Best way to map types of two params of one function (And ensure type safety in the mapping type)
Problem Description:
I have a enum like this:
export enum testEnum {
key1 = "val1",
key2 = "val2"
}
and I have a function that the first param is testEnum type, the second param will be some other type base on which enum was passed in the first param. And I use this:
testFunc<T extends `${testEnum}`>(
param1: T,
param2: paramMapType[T],
): Promise<void>
and a type use for mapping:
type paramMapType = {
val1: string;
val2: boolean
};
the problem now is that in paramMapType there are no type safety that the keys will be one of the values of testEnum. I tried
type paramMapType = {
[key in `${testEnum}`]: any
val1: string;
val2: boolean
};
but got this err: A mapped type may not declare properties or methods.
How can I suppose to implement that kind of type safety in paramMapType
I used conditional type but it kind of long in syntax and yet have no type safety for the typeMap
Solution – 1
You can check, that there are only keys in the paramMapType from the testEnum enum by checking the type during type definition.
type paramMapType = Check<`${testEnum}`, {
val1: string;
val2: boolean
}>
The check will be implemented as follows:
type Check<Keys, Object> = Exclude<keyof Object, Keys> extends never ? Object : never
The check will return the same type in case there is no extra key in Object that is not present in the enum.

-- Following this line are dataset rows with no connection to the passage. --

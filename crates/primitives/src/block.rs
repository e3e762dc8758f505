//! Block header and block types.

use lccd_consensus::params::PowType;
use lccd_consensus::Hash256;

use crate::encoding::{Decodable, DecodeError, Decoder, Encodable, Encoder};
use crate::hash::sha256d;
use crate::merkle::{compute_merkle_root, MerkleRoot};
use crate::transaction::Transaction;

pub const HEADER_SIZE: usize = 80;

#[derive(Clone, Debug, Default, PartialEq, Eq)]
pub struct BlockHeader {
    pub version: i32,
    pub prev_block: Hash256,
    pub merkle_root: Hash256,
    pub time: u32,
    pub bits: u32,
    pub nonce: u32,
}

impl BlockHeader {
    pub fn consensus_encode(&self) -> Vec<u8> {
        let mut encoder = Encoder::with_capacity(HEADER_SIZE);
        Encodable::consensus_encode(self, &mut encoder);
        encoder.into_inner()
    }

    pub fn consensus_decode(bytes: &[u8]) -> Result<Self, DecodeError> {
        crate::encoding::decode(bytes)
    }

    pub fn hash(&self) -> Hash256 {
        sha256d(&self.consensus_encode())
    }

    /// Hive-mined headers carry the network's nonce marker instead of a
    /// proof-of-work nonce.
    pub fn is_hive_mined(&self, hive_nonce_marker: u32) -> bool {
        self.nonce == hive_nonce_marker
    }

    /// Hashing algorithm named in the version field, `None` for unknown types.
    pub fn pow_type(&self) -> Option<PowType> {
        PowType::from_version(self.version)
    }

    pub fn is_null(&self) -> bool {
        self.bits == 0
    }
}

impl Encodable for BlockHeader {
    fn consensus_encode(&self, encoder: &mut Encoder) {
        encoder.write_i32_le(self.version);
        encoder.write_hash_le(&self.prev_block);
        encoder.write_hash_le(&self.merkle_root);
        encoder.write_u32_le(self.time);
        encoder.write_u32_le(self.bits);
        encoder.write_u32_le(self.nonce);
    }
}

impl Decodable for BlockHeader {
    fn consensus_decode(decoder: &mut Decoder) -> Result<Self, DecodeError> {
        Ok(Self {
            version: decoder.read_i32_le()?,
            prev_block: decoder.read_hash_le()?,
            merkle_root: decoder.read_hash_le()?,
            time: decoder.read_u32_le()?,
            bits: decoder.read_u32_le()?,
            nonce: decoder.read_u32_le()?,
        })
    }
}

#[derive(Clone, Debug, PartialEq, Eq)]
pub struct Block {
    pub header: BlockHeader,
    pub transactions: Vec<Transaction>,
}

impl Block {
    pub fn hash(&self) -> Hash256 {
        self.header.hash()
    }

    pub fn consensus_encode(&self) -> Vec<u8> {
        crate::encoding::encode(self)
    }

    pub fn consensus_decode(bytes: &[u8]) -> Result<Self, BlockDecodeError> {
        let mut decoder = Decoder::new(bytes);
        let header = <BlockHeader as Decodable>::consensus_decode(&mut decoder)?;
        let count = decoder.read_varint()?;
        let count = usize::try_from(count).map_err(|_| DecodeError::SizeTooLarge)?;
        let mut transactions = Vec::with_capacity(count.min(decoder.remaining() / 10));
        for _ in 0..count {
            transactions.push(<Transaction as Decodable>::consensus_decode(&mut decoder)?);
        }
        if !decoder.is_empty() {
            return Err(BlockDecodeError::Decode(DecodeError::TrailingBytes));
        }
        Ok(Self {
            header,
            transactions,
        })
    }

    pub fn serialized_size(&self) -> usize {
        self.consensus_encode().len()
    }

    /// Merkle root over the transaction ids.
    pub fn compute_merkle_root(&self) -> MerkleRoot {
        let txids: Vec<Hash256> = self.transactions.iter().map(Transaction::txid).collect();
        compute_merkle_root(&txids)
    }

    pub fn is_hive_mined(&self, hive_nonce_marker: u32) -> bool {
        self.header.is_hive_mined(hive_nonce_marker)
    }
}

impl Encodable for Block {
    fn consensus_encode(&self, encoder: &mut Encoder) {
        Encodable::consensus_encode(&self.header, encoder);
        encoder.write_varint(self.transactions.len() as u64);
        for tx in &self.transactions {
            Encodable::consensus_encode(tx, encoder);
        }
    }
}

#[derive(Debug)]
pub enum BlockDecodeError {
    Decode(DecodeError),
}

impl From<DecodeError> for BlockDecodeError {
    fn from(error: DecodeError) -> Self {
        BlockDecodeError::Decode(error)
    }
}

impl std::fmt::Display for BlockDecodeError {
    fn fmt(&self, f: &mut std::fmt::Formatter<'_>) -> std::fmt::Result {
        match self {
            BlockDecodeError::Decode(error) => write!(f, "{error}"),
        }
    }
}

impl std::error::Error for BlockDecodeError {}

#[cfg(test)]
mod tests {
    use super::*;

    #[test]
    fn header_is_eighty_bytes() {
        let header = BlockHeader {
            version: 0x2001_0000,
            nonce: 192,
            ..Default::default()
        };
        assert_eq!(header.consensus_encode().len(), HEADER_SIZE);
        assert!(header.is_hive_mined(192));
        assert!(!header.is_hive_mined(0));
        assert_eq!(header.pow_type(), Some(PowType::MinotaurX));
    }

    #[test]
    fn block_decode_rejects_trailing_bytes() {
        let mut bytes = BlockHeader::default().consensus_encode();
        bytes.push(0);
        let block = Block::consensus_decode(&bytes).expect("empty block decodes");
        assert!(block.transactions.is_empty());

        bytes.push(0xff);
        assert!(matches!(
            Block::consensus_decode(&bytes),
            Err(BlockDecodeError::Decode(DecodeError::TrailingBytes))
        ));
    }
}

Then, if you would redefine the type paramMapType, for example like this:
type paramMapType = Check<`${testEnum}`, {
val1: string;
val2: boolean;
val3: number;
}>
The compiler would resolve the paramMapType to never and then the second parameter of testFunc would be never. As you can’t find an instance of never type, calling never with some literal value wouldn’t compile.